- [Task instructions]: Each line of the data below holding the word "DarkGray" must be copied.

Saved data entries

══════════

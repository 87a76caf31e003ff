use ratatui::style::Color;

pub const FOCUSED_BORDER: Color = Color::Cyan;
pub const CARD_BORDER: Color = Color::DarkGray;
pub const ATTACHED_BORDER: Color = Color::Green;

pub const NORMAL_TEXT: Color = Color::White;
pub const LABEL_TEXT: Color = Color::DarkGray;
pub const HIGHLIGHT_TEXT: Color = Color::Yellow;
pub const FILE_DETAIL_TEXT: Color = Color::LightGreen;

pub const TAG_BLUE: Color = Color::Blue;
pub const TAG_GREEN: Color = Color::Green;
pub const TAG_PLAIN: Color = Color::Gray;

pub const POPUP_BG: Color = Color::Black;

══════════

- [Task solution]:
pub const CARD_BORDER: Color = Color::DarkGray;
pub const LABEL_TEXT: Color = Color::DarkGray;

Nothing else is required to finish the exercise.